Publication number: US20100154358A1
Application number: US12/160,582
Authority: US
Inventors: Jonas Dickner; Inge Nilsson; Stefan Bokander
Original assignee: Tetra Laval Holdings and Finance SA
Current assignee: Tetra Laval Holdings and Finance SA
Priority date: 2006-01-13
Filing date: 2006-12-29
Publication date: 2010-06-24
Also published as: RU2008133203A; BRPI0620881A2; KR101435215B1; WO2007080061A1; HK1129643A1; RU2420438C2; PT1808376E; ATE427268T1; UA92628C2; WO2007080061A8; JP4881395B2; CN101365626A; CN101365626B; EP1808376A1; DE602006006020D1; MY145426A; JP2009523101A; KR20080084826A; EP1808376B1; US8333312B2

Abstract

A method of separating opening devices supplied jointly in the form of a sheet and applied individually to respective packages of pourable food products involves feeding the sheet, which has a number of parallel rows of opening devices integral with one another, to a first station where a first row is detached from the rest of the sheet. The first row is fed to a second station where it is divided into individual opening devices, and a following second row of the sheet is fed to the first station as the preceding first row is being fed to the second station and/or is being at least partly divided.

Description

TECHNICAL FIELD

The present invention relates to a method of separating opening devices supplied jointly in the form of a sheet and applied individually to respective packages of pourable food products.

BACKGROUND ART

As is known, many pourable food products, such as fruit juice, UHT (ultra-high-temperature treated) milk, wine, tomato sauce, etc., are sold in packages made from sterilized packaging material on fully automatic packaging machines. The packaging material may, for example, be web-fed and folded and sealed longitudinally to form a continuous vertical tube. The tube is then filled with the sterilized or sterile-processed food product, and is sealed and cut along equally spaced cross sections to form pillow packs, which are then folded mechanically to form the finished, e.g. parallelepiped-shaped, packages.
Instead of being formed into a continuous tube, the packaging material may be cut into blanks, which are formed into the finished packages on forming spindles, and the packages then filled with the food product and sealed.
Once the packages are formed, an opening device, by which to pour out the food product, is applied to a top wall of each package.
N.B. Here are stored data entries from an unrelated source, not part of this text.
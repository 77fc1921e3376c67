//! Plan eligibility, quotes and renewal projection

use serde::Serialize;
use thiserror::Error;

use crate::interest::*;
use crate::state::*;

/// Why the contract would refuse to open a deposit on a plan
#[derive(Debug, Clone, PartialEq, Eq, Error)]
pub enum PlanRejection {
    #[error("plan {0} is not active")]
    PlanDisabled(u64),

    #[error("deposit amount must be greater than zero")]
    ZeroAmount,

    #[error("below minDeposit: {amount} < {min}")]
    BelowMinimum { amount: Amount, min: Amount },

    #[error("above maxDeposit: {amount} > {max}")]
    AboveMaximum { amount: Amount, max: Amount },
}

/// Outcome of a deposit held on a plan, by exit path
#[derive(Clone, Copy, Debug, PartialEq, Eq, Serialize)]
pub struct Quote {
    pub principal: Amount,
    pub interest: Amount,
    pub maturity_amount: Amount,
    pub penalty: Amount,
    pub early_payout: Amount,
}

/// Which APR a renewed deposit locks in
#[derive(Clone, Copy, Debug, PartialEq, Eq)]
pub enum RenewalRate {
    /// The plan's APR at renewal time
    Current,
    /// The APR the expiring deposit was opened at
    Locked,
}

#[derive(Clone, Copy, Debug, PartialEq, Eq, Serialize)]
pub struct RenewalProjection {
    pub new_principal: Amount,
    pub apr_bps: Bps,
    pub term_days: u32,
    pub projected_interest: Amount,
}

/// Calculator breakdown, all values floored integers
#[derive(Clone, Copy, Debug, PartialEq, Eq, Serialize)]
pub struct RateBreakdown {
    /// APR / 12, in thousandths of a percent
    pub monthly_rate_milli_pct: u64,
    /// APR / 365, in ten-thousandths of a percent
    pub daily_rate_pct_e4: u64,
    /// Term in tenths of a 30-day month
    pub term_months_tenths: u64,
    /// Interest over principal, in basis points
    pub return_bps: u128,
    /// Interest per day of term, scaled amount
    pub daily_interest: Amount,
}

pub fn rate_breakdown(apr_bps: Bps, term_days: u32, quote: &Quote) -> RateBreakdown {
    RateBreakdown {
        monthly_rate_milli_pct: apr_bps as u64 * 10 / 12,
        daily_rate_pct_e4: apr_bps as u64 * 100 / 365,
        term_months_tenths: term_days as u64 * 10 / 30,
        return_bps: return_bps(quote.interest, quote.principal),
        daily_interest: daily_interest(quote.interest, term_days),
    }
}

impl Plan {
    pub fn is_unlimited(&self) -> bool {
        self.max_deposit == 0
    }

    /// Same checks the savings bank applies in openDeposit
    pub fn check_deposit(&self, amount: Amount) -> Result<(), PlanRejection> {
        if !self.enabled {
            return Err(PlanRejection::PlanDisabled(self.plan_id));
        }
        if amount == 0 {
            return Err(PlanRejection::ZeroAmount);
        }
        if amount < self.min_deposit {
            return Err(PlanRejection::BelowMinimum {
                amount,
                min: self.min_deposit,
            });
        }
        if !self.is_unlimited() && amount > self.max_deposit {
            return Err(PlanRejection::AboveMaximum {
                amount,
                max: self.max_deposit,
            });
        }
        Ok(())
    }

    /// Quote at the plan's current APR and penalty
    pub fn quote(&self, principal: Amount) -> Quote {
        let interest = interest_accrued(principal, self.apr_bps, self.duration_days);
        Quote {
            principal,
            interest,
            maturity_amount: maturity_amount(principal, self.apr_bps, self.duration_days),
            penalty: penalty_amount(principal, self.early_withdraw_penalty_bps),
            early_payout: early_withdrawal_payout(principal, self.early_withdraw_penalty_bps),
        }
    }
}

/// Principal and rate of the deposit a renewal would open
///
/// The rolled-over principal is the expiring deposit's maturity amount at
/// its locked APR; the new term is the target plan's duration.
pub fn project_renewal(deposit: &Deposit, plan: &Plan, rate: RenewalRate) -> RenewalProjection {
    let new_principal = maturity_amount(
        deposit.principal,
        deposit.locked_apr_bps,
        deposit.term_days(),
    );
    let apr_bps = match rate {
        RenewalRate::Current => plan.apr_bps,
        RenewalRate::Locked => deposit.locked_apr_bps,
    };
    RenewalProjection {
        new_principal,
        apr_bps,
        term_days: plan.duration_days,
        projected_interest: interest_accrued(new_principal, apr_bps, plan.duration_days),
    }
}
The opening devices are closable to protect the food product from contact with external agents, and, in their most commonly marketed form, comprise an annular portion defining a pour opening and fixed about a removable or pierceable portion of the top wall; and a cap hinged to the annular portion and which is removable to open the package.
Opening devices of the above type are produced in the form of plastic sheets defining a matrix of opening devices, i.e. a number of parallel rows of opening devices joined integrally by break-off connecting tabs by which to separate the opening devices.
A need is felt for a method of separating the opening devices in such a way as to permit orderly, continuous, efficient, fast supply of the individual opening devices to a follow-up station where they are applied to the top walls of the respective packages.
In particular, a need is felt to separate the opening devices using relatively fast-moving parts involving a relatively small amount of travel, and/or using a relatively small number of parts and/or parts having a bulk as small as possible.

DISCLOSURE OF INVENTION

It is an object of the present invention to provide a method of separating opening devices, supplied jointly in the form of a sheet and applied individually to respective packages of pourable food products, designed to meet the above requirements cheaply and easily.
According to the present invention, there is provided a method of separating opening devices supplied jointly in the form of a sheet and applied individually to respective packages of pourable food products; said sheet comprising a number of parallel rows of opening devices integral with one another; and the method being characterized by comprising the steps of:
feeding a first row of said sheet to a first separating station;
detaching said first row from the rest of said sheet at said first station;
feeding said first row to a second separating station;
dividing said first row into individual opening devices at said second station;
feeding a following second row of said sheet to said first station, as the preceding first row is being fed to the second station and/or is being at least partly divided.
The present invention also relates to an assembly for separating opening devices, supplied jointly in the form of a sheet and applied individually to respective packages of pourable food products, in accordance with the method as previously described; said sheet comprising a number of parallel rows of opening devices integral with one another; and the assembly being characterized by comprising:
first separating means for separating said rows successively from the rest of said sheet;
conveying means for feeding a first row of said sheet to said first separating means;
second separating means for dividing said first row into individual opening devices;
feed means for feeding said first row to said second separating means;
control means for feeding a following second row of said sheet to said first separating means, as the detached preceding first row is being fed to said second separating means and/or is being at least partly divided by said second separating means.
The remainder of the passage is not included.